**Given records**

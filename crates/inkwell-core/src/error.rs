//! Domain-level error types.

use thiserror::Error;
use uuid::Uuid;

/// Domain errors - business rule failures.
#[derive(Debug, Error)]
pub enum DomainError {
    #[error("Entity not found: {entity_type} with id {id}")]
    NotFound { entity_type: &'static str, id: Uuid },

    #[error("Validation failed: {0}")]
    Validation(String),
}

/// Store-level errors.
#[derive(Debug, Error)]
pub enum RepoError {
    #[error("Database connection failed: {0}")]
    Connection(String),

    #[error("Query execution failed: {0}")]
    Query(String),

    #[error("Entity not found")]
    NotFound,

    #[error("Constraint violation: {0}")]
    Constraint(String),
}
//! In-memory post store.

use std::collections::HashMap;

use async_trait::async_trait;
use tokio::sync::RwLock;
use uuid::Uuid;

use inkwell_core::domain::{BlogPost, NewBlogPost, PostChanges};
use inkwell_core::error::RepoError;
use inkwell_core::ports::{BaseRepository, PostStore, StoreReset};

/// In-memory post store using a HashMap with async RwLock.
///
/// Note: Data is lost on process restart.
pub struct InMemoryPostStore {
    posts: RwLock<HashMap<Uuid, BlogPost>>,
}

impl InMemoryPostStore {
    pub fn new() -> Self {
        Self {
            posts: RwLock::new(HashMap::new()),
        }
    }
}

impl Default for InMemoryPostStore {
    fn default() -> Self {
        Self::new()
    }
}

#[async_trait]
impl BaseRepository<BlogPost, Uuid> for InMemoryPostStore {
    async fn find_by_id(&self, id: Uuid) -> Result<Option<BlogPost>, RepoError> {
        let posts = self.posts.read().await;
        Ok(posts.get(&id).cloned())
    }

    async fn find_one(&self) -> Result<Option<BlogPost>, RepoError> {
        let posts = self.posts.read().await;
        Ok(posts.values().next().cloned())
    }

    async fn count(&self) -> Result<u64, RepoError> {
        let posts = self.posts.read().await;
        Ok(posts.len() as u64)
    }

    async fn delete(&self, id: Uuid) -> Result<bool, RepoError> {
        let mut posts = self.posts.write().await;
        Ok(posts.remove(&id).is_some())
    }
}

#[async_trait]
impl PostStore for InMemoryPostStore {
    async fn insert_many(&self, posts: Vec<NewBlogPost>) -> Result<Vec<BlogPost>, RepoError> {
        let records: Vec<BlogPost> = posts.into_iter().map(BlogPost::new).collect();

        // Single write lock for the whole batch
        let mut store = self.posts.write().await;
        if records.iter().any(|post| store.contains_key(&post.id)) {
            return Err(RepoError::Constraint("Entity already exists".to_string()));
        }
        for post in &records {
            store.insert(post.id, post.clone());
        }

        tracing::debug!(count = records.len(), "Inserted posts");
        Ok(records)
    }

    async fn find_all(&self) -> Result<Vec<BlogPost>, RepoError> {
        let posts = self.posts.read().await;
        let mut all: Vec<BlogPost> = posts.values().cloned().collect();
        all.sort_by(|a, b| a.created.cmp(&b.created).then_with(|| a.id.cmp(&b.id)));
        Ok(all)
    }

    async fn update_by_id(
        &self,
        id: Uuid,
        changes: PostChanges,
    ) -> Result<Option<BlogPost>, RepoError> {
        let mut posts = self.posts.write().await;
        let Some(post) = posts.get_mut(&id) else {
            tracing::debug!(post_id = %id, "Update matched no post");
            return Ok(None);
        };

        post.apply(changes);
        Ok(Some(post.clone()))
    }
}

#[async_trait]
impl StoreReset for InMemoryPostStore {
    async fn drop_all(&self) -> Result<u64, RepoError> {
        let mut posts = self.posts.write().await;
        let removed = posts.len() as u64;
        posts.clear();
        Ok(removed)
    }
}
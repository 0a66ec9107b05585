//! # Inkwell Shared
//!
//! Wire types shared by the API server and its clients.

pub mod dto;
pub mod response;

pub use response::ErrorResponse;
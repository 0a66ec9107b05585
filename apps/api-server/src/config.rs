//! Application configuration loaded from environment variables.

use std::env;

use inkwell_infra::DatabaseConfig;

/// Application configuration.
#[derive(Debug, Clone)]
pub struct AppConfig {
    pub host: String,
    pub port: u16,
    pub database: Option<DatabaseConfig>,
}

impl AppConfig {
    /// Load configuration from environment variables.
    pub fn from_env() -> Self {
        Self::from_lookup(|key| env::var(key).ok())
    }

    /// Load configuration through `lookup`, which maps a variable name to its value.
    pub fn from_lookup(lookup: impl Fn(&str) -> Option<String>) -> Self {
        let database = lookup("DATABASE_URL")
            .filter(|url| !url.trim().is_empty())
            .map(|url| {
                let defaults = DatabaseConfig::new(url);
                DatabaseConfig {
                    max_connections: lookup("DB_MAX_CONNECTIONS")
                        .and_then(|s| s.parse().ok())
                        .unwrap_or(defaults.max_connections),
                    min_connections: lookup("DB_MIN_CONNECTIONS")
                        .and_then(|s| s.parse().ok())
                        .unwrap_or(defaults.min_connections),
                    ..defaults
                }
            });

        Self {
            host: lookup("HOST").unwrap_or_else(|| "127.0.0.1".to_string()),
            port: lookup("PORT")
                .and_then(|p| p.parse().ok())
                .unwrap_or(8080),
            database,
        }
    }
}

**What this task involves**
Write down, word for word, the lines above from the one containing "use std::collections::HashMap;" through the one containing "impl BaseRepository<BlogPost, Uuid>", both ends included.

**Reply to the exercise**
use std::collections::HashMap;

use async_trait::async_trait;
use tokio::sync::RwLock;
use uuid::Uuid;

use inkwell_core::domain::{BlogPost, NewBlogPost, PostChanges};
use inkwell_core::error::RepoError;
use inkwell_core::ports::{BaseRepository, PostStore, StoreReset};

/// In-memory post store using a HashMap with async RwLock.
///
/// Note: Data is lost on process restart.
pub struct InMemoryPostStore {
    posts: RwLock<HashMap<Uuid, BlogPost>>,
}

impl InMemoryPostStore {
    pub fn new() -> Self {
        Self {
            posts: RwLock::new(HashMap::new()),
        }
    }
}

impl Default for InMemoryPostStore {
    fn default() -> Self {
        Self::new()
    }
}

#[async_trait]
impl BaseRepository<BlogPost, Uuid> for InMemoryPostStore {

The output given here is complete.